[Opening Data shown section]

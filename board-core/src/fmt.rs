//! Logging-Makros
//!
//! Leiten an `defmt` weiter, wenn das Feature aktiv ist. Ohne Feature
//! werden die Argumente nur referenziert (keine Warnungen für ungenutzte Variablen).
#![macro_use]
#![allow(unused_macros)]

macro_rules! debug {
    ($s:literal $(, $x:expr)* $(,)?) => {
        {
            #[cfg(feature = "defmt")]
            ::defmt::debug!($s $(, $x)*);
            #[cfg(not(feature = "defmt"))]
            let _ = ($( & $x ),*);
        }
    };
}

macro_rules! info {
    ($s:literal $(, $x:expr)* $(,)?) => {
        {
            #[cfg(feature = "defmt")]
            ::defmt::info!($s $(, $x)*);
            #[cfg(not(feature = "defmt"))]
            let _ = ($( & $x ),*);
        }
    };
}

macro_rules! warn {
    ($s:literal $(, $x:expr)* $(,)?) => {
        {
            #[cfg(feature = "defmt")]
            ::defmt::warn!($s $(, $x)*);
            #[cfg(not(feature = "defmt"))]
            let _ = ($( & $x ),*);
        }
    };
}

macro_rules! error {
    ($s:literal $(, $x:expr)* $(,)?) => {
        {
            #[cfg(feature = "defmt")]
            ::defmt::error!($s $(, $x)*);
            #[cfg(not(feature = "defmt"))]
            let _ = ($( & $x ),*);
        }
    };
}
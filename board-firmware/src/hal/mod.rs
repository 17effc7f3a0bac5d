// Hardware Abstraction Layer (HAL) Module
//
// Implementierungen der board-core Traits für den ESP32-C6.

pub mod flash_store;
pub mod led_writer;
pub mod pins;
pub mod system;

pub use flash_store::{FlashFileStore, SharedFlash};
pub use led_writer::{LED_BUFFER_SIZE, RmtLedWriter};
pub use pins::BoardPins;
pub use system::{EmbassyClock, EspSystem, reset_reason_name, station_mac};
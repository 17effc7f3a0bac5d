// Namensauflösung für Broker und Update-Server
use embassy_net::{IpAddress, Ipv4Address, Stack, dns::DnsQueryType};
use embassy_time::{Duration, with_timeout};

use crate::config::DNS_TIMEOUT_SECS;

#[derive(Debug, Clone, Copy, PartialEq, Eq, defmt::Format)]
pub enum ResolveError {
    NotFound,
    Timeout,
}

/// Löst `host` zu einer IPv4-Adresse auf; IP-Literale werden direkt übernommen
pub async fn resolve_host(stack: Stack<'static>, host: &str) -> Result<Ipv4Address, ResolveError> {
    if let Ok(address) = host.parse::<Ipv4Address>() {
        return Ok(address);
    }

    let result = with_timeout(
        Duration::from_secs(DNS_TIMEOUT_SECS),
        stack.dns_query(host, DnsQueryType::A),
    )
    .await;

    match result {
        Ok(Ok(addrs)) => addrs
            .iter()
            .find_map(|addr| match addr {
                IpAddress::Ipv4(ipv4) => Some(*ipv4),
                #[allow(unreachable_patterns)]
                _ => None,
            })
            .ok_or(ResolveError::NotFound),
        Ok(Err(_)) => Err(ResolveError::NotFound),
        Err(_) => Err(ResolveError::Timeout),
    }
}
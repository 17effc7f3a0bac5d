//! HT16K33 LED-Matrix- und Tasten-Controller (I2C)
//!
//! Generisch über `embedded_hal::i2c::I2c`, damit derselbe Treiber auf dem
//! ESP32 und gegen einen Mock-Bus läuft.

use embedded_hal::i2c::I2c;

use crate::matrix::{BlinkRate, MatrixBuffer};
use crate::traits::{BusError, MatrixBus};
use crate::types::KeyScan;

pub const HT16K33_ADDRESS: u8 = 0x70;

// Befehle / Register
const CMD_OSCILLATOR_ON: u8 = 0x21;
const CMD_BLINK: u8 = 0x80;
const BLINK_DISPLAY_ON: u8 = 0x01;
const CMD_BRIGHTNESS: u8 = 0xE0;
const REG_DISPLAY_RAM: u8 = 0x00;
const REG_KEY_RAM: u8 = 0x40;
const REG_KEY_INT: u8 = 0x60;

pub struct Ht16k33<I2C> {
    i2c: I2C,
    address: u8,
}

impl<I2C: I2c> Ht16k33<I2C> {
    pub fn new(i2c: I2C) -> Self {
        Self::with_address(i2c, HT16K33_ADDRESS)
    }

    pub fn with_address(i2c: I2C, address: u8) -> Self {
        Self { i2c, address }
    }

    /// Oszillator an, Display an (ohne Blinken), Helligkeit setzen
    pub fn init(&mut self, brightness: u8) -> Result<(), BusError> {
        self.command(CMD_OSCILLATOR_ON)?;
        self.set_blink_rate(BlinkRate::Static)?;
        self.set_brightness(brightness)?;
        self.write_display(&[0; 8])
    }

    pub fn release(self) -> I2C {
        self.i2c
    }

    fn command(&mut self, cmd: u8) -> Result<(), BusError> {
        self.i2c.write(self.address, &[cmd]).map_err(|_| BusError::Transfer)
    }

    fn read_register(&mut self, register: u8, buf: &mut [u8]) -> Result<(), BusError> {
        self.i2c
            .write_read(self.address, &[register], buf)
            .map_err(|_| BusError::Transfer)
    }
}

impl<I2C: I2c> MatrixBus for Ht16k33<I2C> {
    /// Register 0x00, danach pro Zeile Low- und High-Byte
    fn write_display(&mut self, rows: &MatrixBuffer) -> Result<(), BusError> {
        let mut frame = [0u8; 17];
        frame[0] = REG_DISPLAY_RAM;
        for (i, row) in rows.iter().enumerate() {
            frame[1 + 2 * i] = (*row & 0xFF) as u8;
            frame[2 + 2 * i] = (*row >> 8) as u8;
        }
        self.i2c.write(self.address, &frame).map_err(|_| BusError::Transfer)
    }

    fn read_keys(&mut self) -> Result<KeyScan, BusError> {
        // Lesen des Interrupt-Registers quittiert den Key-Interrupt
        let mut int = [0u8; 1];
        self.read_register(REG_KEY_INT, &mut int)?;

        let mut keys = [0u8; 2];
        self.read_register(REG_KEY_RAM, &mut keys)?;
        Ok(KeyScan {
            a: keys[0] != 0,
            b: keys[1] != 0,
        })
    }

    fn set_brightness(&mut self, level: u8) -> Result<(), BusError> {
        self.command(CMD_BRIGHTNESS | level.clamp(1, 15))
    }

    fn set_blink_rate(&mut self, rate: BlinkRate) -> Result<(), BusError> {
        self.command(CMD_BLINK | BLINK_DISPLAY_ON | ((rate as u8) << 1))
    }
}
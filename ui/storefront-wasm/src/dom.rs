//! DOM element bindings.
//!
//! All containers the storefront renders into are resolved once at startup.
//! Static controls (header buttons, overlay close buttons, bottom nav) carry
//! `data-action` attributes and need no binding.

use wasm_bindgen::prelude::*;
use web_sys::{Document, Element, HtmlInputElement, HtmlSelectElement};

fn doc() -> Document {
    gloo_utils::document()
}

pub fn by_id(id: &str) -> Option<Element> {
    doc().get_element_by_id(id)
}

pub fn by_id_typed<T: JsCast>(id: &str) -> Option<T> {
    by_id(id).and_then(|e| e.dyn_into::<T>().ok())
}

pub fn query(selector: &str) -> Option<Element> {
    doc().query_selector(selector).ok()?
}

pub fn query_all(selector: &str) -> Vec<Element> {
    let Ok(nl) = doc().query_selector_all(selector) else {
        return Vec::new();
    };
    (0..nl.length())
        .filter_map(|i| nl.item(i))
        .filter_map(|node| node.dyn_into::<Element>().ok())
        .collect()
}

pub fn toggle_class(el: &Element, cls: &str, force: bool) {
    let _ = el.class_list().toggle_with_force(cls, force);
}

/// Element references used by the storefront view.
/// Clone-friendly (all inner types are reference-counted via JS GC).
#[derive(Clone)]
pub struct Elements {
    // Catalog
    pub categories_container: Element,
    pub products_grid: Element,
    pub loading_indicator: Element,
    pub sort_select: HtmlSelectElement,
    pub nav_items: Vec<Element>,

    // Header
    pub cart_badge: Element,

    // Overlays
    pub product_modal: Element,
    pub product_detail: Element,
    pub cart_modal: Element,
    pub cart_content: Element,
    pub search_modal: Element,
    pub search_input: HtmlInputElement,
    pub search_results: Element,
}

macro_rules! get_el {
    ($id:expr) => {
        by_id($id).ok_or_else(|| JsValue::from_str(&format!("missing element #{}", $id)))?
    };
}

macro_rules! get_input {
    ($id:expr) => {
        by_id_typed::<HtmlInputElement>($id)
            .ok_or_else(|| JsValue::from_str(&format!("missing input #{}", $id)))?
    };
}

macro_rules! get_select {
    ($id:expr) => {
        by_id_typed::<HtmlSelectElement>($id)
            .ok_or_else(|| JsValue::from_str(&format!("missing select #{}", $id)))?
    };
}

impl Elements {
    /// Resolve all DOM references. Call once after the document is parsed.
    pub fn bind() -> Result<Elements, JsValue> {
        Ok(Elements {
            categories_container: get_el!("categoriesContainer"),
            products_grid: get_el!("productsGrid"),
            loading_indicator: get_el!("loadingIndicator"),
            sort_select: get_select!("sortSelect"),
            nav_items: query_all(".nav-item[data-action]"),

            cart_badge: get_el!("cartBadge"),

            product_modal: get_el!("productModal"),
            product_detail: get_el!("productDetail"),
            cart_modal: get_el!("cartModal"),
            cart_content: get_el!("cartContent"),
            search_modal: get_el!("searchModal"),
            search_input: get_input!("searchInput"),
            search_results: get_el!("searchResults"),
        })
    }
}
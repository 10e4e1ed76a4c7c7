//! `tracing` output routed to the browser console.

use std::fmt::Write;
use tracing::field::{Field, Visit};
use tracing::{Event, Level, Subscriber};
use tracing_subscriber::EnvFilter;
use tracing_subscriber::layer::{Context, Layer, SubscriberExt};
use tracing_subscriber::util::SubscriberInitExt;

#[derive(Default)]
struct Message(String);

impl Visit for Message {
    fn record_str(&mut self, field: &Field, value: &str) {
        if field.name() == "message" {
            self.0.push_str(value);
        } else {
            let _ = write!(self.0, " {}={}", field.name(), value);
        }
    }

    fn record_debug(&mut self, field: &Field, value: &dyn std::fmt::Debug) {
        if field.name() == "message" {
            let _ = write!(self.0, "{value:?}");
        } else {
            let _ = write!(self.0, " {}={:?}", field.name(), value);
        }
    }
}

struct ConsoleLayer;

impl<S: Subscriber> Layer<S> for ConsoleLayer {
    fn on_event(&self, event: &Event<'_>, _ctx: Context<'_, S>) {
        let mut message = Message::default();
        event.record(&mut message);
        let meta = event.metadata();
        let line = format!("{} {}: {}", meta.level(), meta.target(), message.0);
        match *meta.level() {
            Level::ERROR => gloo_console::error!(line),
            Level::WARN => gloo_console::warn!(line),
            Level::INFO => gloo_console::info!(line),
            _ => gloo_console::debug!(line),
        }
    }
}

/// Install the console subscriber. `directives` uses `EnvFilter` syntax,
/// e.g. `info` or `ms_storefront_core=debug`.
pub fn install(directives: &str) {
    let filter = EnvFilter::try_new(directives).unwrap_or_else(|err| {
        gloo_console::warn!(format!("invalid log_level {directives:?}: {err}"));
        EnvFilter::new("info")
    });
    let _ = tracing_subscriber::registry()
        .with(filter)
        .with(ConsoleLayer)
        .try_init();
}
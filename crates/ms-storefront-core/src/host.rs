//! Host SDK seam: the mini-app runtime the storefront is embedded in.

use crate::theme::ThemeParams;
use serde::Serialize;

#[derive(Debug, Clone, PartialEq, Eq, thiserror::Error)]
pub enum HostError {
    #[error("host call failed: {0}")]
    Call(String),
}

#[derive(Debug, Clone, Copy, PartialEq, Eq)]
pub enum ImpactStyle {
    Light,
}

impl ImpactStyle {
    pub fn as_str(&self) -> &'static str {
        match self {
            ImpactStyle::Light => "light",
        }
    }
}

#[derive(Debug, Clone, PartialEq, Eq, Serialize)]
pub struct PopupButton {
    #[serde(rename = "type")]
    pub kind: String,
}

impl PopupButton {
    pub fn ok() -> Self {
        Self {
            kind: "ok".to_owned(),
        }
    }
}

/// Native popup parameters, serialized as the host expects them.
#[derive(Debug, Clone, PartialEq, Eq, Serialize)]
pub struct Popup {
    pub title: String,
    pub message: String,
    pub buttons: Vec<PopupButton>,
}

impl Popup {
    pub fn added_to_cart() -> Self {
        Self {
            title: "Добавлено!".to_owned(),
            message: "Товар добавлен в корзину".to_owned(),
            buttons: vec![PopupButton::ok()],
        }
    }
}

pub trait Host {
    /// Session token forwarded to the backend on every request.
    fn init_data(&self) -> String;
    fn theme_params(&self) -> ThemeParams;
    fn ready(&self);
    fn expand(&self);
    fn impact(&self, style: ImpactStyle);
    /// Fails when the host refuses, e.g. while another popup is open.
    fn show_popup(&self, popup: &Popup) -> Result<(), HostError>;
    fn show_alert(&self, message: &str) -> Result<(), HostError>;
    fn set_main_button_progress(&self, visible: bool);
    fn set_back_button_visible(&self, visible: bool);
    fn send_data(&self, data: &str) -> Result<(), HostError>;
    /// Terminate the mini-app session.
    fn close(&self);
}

[Closing Data shown section]

Activity: Using the records above, report each line that contains the word "buttons" by copying it.

Response to this exercise:
//! Static controls (header buttons, overlay close buttons, bottom nav) carry
    pub buttons: Vec<PopupButton>,
            buttons: vec![PopupButton::ok()],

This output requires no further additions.